▼▼▼
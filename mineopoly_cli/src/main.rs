use anyhow::{Context, Result};
use clap::{Parser, Subcommand};
use mineopoly_core::{
    PlayerColor,
    agent::{AgentConfig, MinerAgent, ScorePolicy},
    board::{BoardGenerator, GeneratorConfig},
    environment::{Environment, MatchConfig},
};
use tracing::{Level, info};

#[derive(Parser, Debug)]
#[command(version, about = "Generate Mineopoly boards and play greedy miners against each other", long_about = None)]
struct Args {
    /// Increase log verbosity (-v debug, -vv trace)
    #[arg(short, long, action = clap::ArgAction::Count, global = true)]
    verbose: u8,

    #[command(subcommand)]
    command: Command,
}

#[derive(Subcommand, Debug)]
enum Command {
    /// Print the board generated from a seed
    Board {
        #[arg(short, long, default_value_t = 0)]
        seed: u64,
        /// Side length of the board (even, at least 10)
        #[arg(short = 'n', long, default_value_t = 20)]
        size: usize,
        /// Chance that a deposit is replaced by a random kind
        #[arg(long, default_value_t = 0.2)]
        resource_chance: f32,
    },
    /// Play rounds between two greedy miners
    Play {
        #[arg(short, long, default_value_t = 0)]
        seed: u64,
        #[arg(short = 'n', long, default_value_t = 20)]
        size: usize,
        #[arg(long, default_value_t = 5)]
        inventory: usize,
        #[arg(long, default_value_t = 5000)]
        winning_score: u32,
        #[arg(long, default_value_t = 1000)]
        max_turns: u32,
        /// Number of rounds; round `i` uses seed `seed + i`
        #[arg(short, long, default_value_t = 1)]
        rounds: u32,
        /// Keep each miner's score between rounds
        #[arg(long)]
        persist_score: bool,
    },
}

fn main() -> Result<()> {
    let args = Args::parse();
    init_logging(args.verbose);

    match args.command {
        Command::Board {
            seed,
            size,
            resource_chance,
        } => {
            let config = GeneratorConfig {
                random_resource_chance: resource_chance,
                ..GeneratorConfig::default()
            };
            let board = BoardGenerator::with_config(seed, config)?
                .generate_board(size)
                .with_context(|| format!("Failed to generate board for seed {seed}"))?;
            print!("{board}");
        }
        Command::Play {
            seed,
            size,
            inventory,
            winning_score,
            max_turns,
            rounds,
            persist_score,
        } => {
            let score_policy = if persist_score {
                ScorePolicy::PersistAcrossRounds
            } else {
                ScorePolicy::ResetEachRound
            };
            let agent_config = AgentConfig { score_policy };

            let mut wins = [0u32; 2];
            for round in 0..rounds {
                let config = MatchConfig {
                    board_size: size,
                    max_inventory_size: inventory,
                    winning_score,
                    max_turns,
                    seed: seed.wrapping_add(u64::from(round)),
                };
                let red = MinerAgent::new("red miner", agent_config);
                let blue = MinerAgent::new("blue miner", agent_config);
                let mut environment = Environment::new(config, Box::new(red), Box::new(blue))
                    .with_context(|| format!("Failed to set up round {round}"))?;
                let result = environment.run()?;

                match result.winner {
                    Some(PlayerColor::Red) => wins[0] += 1,
                    Some(PlayerColor::Blue) => wins[1] += 1,
                    None => {}
                }
                info!(round, ?result, "round result");
                println!(
                    "round {round}: red {} - blue {} after {} turns ({})",
                    result.red_score,
                    result.blue_score,
                    result.turns,
                    match result.winner {
                        Some(color) => format!("{color:?} wins"),
                        None => "no winner".to_string(),
                    }
                );
            }
            println!("wins: red {} - blue {}", wins[0], wins[1]);
        }
    }

    Ok(())
}

/// Installs a stderr fmt subscriber at the requested verbosity.
fn init_logging(verbose: u8) {
    let level = match verbose {
        0 => Level::WARN,
        1 => Level::DEBUG,
        _ => Level::TRACE,
    };
    tracing_subscriber::fmt()
        .with_max_level(level)
        .with_writer(std::io::stderr)
        .with_target(false)
        .init();
}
▲▲▲
**Task objective**.
Your reply should be one number: how many lines in the records contain "verbose".

**Response box**.
4